Objectif essentiel : distraire et dépolitiser

Comme le dit un intervenant, « le système médiatique est un « sous-traitant » de l’Amérique corporatiste », soucieux de ne pas froisser les lobbies et groupes d’intérêt et de pression. Des sujets explosifs, comme la paupérisation croissante de la grande partie de la population et l’enrichissement sans bornes d’une infime minorité « ne sont pas abordés pour éviter des conflits de classe », dénonce l’économiste Paul Krugman. Toute question sociale a disparu des media. Ils font du sensationnel, du divertissement, du fait divers qu’on interprète de façon à entériner et conforter une idéologie politique.

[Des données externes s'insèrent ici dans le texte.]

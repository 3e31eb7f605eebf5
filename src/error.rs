use std::path::PathBuf;
use thiserror::Error;

/// Errors raised by the detection and export code.
///
/// `Decode` is the only kind a batch run recovers from: the offending file
/// is skipped. Everything else aborts the run.
#[derive(Debug, Error)]
pub enum Error {
    #[error("failed to decode {}: {source}", path.display())]
    Decode {
        path: PathBuf,
        #[source]
        source: image::ImageError,
    },

    #[error("failed to write {}: {message}", path.display())]
    Write { path: PathBuf, message: String },

    #[error("CSV error: {0}")]
    Csv(#[from] csv::Error),

    #[error("I/O error: {0}")]
    Io(#[from] std::io::Error),

    #[error("invalid input: {0}")]
    InvalidInput(String),
}

impl Error {
    pub fn write(path: impl Into<PathBuf>, err: impl std::fmt::Display) -> Self {
        Error::Write {
            path: path.into(),
            message: err.to_string(),
        }
    }

    /// True for per-image failures a batch run may skip over.
    pub fn is_recoverable(&self) -> bool {
        matches!(self, Error::Decode { .. })
    }
}

pub type Result<T> = std::result::Result<T, Error>;
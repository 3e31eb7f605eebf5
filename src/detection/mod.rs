pub mod preprocessing;
pub mod regions;
pub mod filters;
pub mod steps;

use std::sync::Arc;
use image::{DynamicImage, GrayImage};
use crate::models::{Detection, ImageSummary, ObjectRecord, ObjectType};
use crate::pipeline::Pipeline;
use steps::{BlurStep, ClaheStep, ThresholdStep};

/// Tunable parameters of the detection pipeline.
///
/// The defaults are the values the dataset was built with; the eccentricity
/// cut-off in particular is a chosen design parameter, not a physical
/// constant.
#[derive(Debug, Clone)]
pub struct DetectionParams {
    /// Regions with fewer pixels are treated as noise
    pub min_area: u32,
    /// Regions at or above this eccentricity are streaks
    pub eccentricity_threshold: f64,
    /// Centroids closer than this to an accepted region are duplicates
    pub min_centroid_distance: f64,
    /// Post-equalisation intensity at which a pixel is foreground
    pub binary_threshold: u8,
    pub blur_kernel: usize,
    pub clahe_grid: u32,
    pub clahe_clip_limit: f32,
}

impl Default for DetectionParams {
    fn default() -> Self {
        Self {
            min_area: 50,
            eccentricity_threshold: 0.85,
            min_centroid_distance: 10.0,
            binary_threshold: 10,
            blur_kernel: 5,
            clahe_grid: 8,
            clahe_clip_limit: 2.0,
        }
    }
}

/// Everything detected in one image.
///
/// `mask` is kept so crops can be cut from it after classification.
#[derive(Debug, Clone)]
pub struct ImageDetections {
    pub image_name: String,
    pub mask: GrayImage,
    /// Connected components found before filtering
    pub raw_region_count: usize,
    pub detections: Vec<Detection>,
}

impl ImageDetections {
    /// File stem used in crop names
    pub fn image_stem(&self) -> &str {
        std::path::Path::new(&self.image_name)
            .file_stem()
            .and_then(|s| s.to_str())
            .unwrap_or(self.image_name.as_str())
    }

    /// `{type}_{stem}_{row}_{col}.{ext}` for one detection
    pub fn crop_name(&self, detection: &Detection, extension: &str) -> String {
        let (row, col) = detection.pixel_centroid();
        crop_file_name(self.image_stem(), detection.object_type, row, col, extension)
    }

    pub fn count(&self, object_type: ObjectType) -> usize {
        self.detections.iter().filter(|d| d.object_type == object_type).count()
    }

    pub fn summary(&self) -> ImageSummary {
        ImageSummary {
            image_name: self.image_name.clone(),
            no_of_stars: self.count(ObjectType::Star),
            no_of_streaks: self.count(ObjectType::Streak),
        }
    }

    /// One record per detection, in detection order
    pub fn records(&self, extension: &str) -> Vec<ObjectRecord> {
        self.detections
            .iter()
            .map(|d| ObjectRecord {
                image: self.image_name.clone(),
                object_type: d.object_type,
                object_name: self.crop_name(d, extension),
                eccentricity: d.eccentricity,
            })
            .collect()
    }
}

pub fn crop_file_name(stem: &str, object_type: ObjectType, row: u32, col: u32, extension: &str) -> String {
    format!("{}_{}_{}_{}.{}", object_type, stem, row, col, extension)
}

/// Main detection pipeline orchestrator
#[derive(Clone)]
pub struct DetectionPipeline {
    pub params: DetectionParams,
    pipeline: Pipeline,
}

impl DetectionPipeline {
    pub fn new(params: DetectionParams) -> Self {
        let pipeline = build_standard_pipeline(&params);
        Self { params, pipeline }
    }

    /// Enable saving of every intermediate image under `dir`
    pub fn with_debug(mut self, dir: std::path::PathBuf) -> anyhow::Result<Self> {
        self.pipeline = self.pipeline.with_debug(dir)?;
        Ok(self)
    }

    /// Rescale, blur, equalise and threshold a raw image into a binary mask
    pub fn build_mask(&self, image_name: &str, img: &DynamicImage) -> anyhow::Result<GrayImage> {
        let gray = preprocessing::normalize_intensity(img);
        self.pipeline.run(image_name, gray)
    }

    /// Run the full detection pipeline on one raw image
    pub fn process_image(&self, image_name: &str, img: &DynamicImage) -> anyhow::Result<ImageDetections> {
        let mask = self.build_mask(image_name, img)?;
        Ok(self.detect_in_mask(image_name, mask))
    }

    /// Segment, filter and classify the regions of an existing binary mask
    pub fn detect_in_mask(&self, image_name: &str, mask: GrayImage) -> ImageDetections {
        let regions = regions::label_regions(&mask);
        let raw_region_count = regions.len();

        let sized = filters::filter_by_area(regions, self.params.min_area);
        let sized_count = sized.len();
        let accepted = filters::dedup_by_centroid(sized, self.params.min_centroid_distance);

        log::debug!(
            "{}: {} components, {} after area filter, {} after dedup",
            image_name, raw_region_count, sized_count, accepted.len()
        );

        let detections = accepted
            .into_iter()
            .map(|region| {
                let eccentricity = region.eccentricity();
                let object_type = filters::classify(eccentricity, self.params.eccentricity_threshold);
                log::debug!(
                    "{}: region {} area={} ecc={:.4} -> {}",
                    image_name, region.label, region.area, eccentricity, object_type
                );
                Detection { region, object_type, eccentricity }
            })
            .collect();

        ImageDetections {
            image_name: image_name.to_string(),
            mask,
            raw_region_count,
            detections,
        }
    }
}

impl Default for DetectionPipeline {
    fn default() -> Self {
        Self::new(DetectionParams::default())
    }
}

/// Build the standard blur -> CLAHE -> threshold chain
pub fn build_standard_pipeline(params: &DetectionParams) -> Pipeline {
    Pipeline::new()
        .add_step(Arc::new(BlurStep { kernel_size: params.blur_kernel }))
        .add_step(Arc::new(ClaheStep {
            grid: params.clahe_grid,
            clip_limit: params.clahe_clip_limit,
        }))
        .add_step(Arc::new(ThresholdStep { threshold: params.binary_threshold }))
}
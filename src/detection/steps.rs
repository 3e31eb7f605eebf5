use crate::pipeline::{PipelineContext, PipelineStep};
use crate::detection::preprocessing;
use anyhow::Result;
use image::GrayImage;

/// Apply a fixed-size Gaussian blur
pub struct BlurStep {
    pub kernel_size: usize,
}

impl PipelineStep for BlurStep {
    fn process(&self, image: GrayImage, _context: &PipelineContext) -> Result<GrayImage> {
        if self.kernel_size % 2 == 0 {
            anyhow::bail!("Blur kernel size must be odd, got {}", self.kernel_size);
        }
        Ok(preprocessing::apply_blur(&image, self.kernel_size))
    }

    fn name(&self) -> &str {
        "Gaussian Blur"
    }
}

/// Local contrast enhancement (CLAHE)
pub struct ClaheStep {
    pub grid: u32,
    pub clip_limit: f32,
}

impl PipelineStep for ClaheStep {
    fn process(&self, image: GrayImage, _context: &PipelineContext) -> Result<GrayImage> {
        Ok(preprocessing::clahe(&image, self.grid, self.clip_limit))
    }

    fn name(&self) -> &str {
        "Adaptive Equalization"
    }
}

/// Fixed global threshold producing a 0/255 mask
pub struct ThresholdStep {
    pub threshold: u8,
}

impl PipelineStep for ThresholdStep {
    fn process(&self, image: GrayImage, context: &PipelineContext) -> Result<GrayImage> {
        let mask = preprocessing::binarize(&image, self.threshold);
        let foreground = mask.pixels().filter(|p| p[0] > 0).count();
        log::debug!("{}: {} foreground pixels after threshold {}", context.image_name, foreground, self.threshold);
        Ok(mask)
    }

    fn name(&self) -> &str {
        "Threshold"
    }
}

Mise au pas de la société… ou comment éviter la formation d’un esprit critique en favorisant l’expression d’opinions fabriquées, pour paraphraser le titre de l’ouvrage de Patrick Champagne, « Faire l’opinion, le nouveau jeu politique » (Minuit, 1990). Pour ce qui est des rapports incestueux des media avec les lobbies et multinationales de toute sorte, la référence incontournable est l’ouvrage de Noam Chomsky et Edward S. Herman: « La fabrique de l’opinion publique. La politique économique des médias américains » (Le serpent à plumes, 2003). Le titre original est encore plus explicite: « Manufacturing Consent », soit à peu près comment on fabrique l’adhésion (à une idéologie), l’accord tacite à une politique et sa reproduction consciente et inconsciente. (L’intention n’est pas de donner une liste de références, juste d’introduire ce documentaire en faisant des renvois aux méthodes de l’industrie pharmaceutique, mais je voudrais quand même mentionner Marie Bénilde, auteure de plusieurs livres et articles sur les media et les lobbies).

Une opinion dépolitisée, idéologisée, qui supplante le politique s’insinue peu à peu, nivellisante, uniformisante. En faisant dans le spectacle, les media dépolitisent, alors que leur rôle serait d’éduquer à la vie en démocratie, contribuer à ramener les gens dans l’espace public démocratique, dit Mark Crispin Miller, spécialiste des media à l’Université de New York. Presse et audiovisuel se livrent à une entreprise de destruction dans l’oeuf de tout ce qui pourrait aller au-delà d’une opinion, vers la formation d’une « Öffentlichkeit » (Jürgen Habermas), d’un espace public politique permettant le débat. Et en livrant des réponses avant même que les citoyens aient acquis la capacité de poser les questions qui importent, ces même media empêchent les questionnements démocratiques. Contrairement à l’image de « quatrième pouvoir », ils ne donnent aucune tribune à la critique, à l’investigation des dérives, abus, mystifications et mensonges des corporations / multinationales.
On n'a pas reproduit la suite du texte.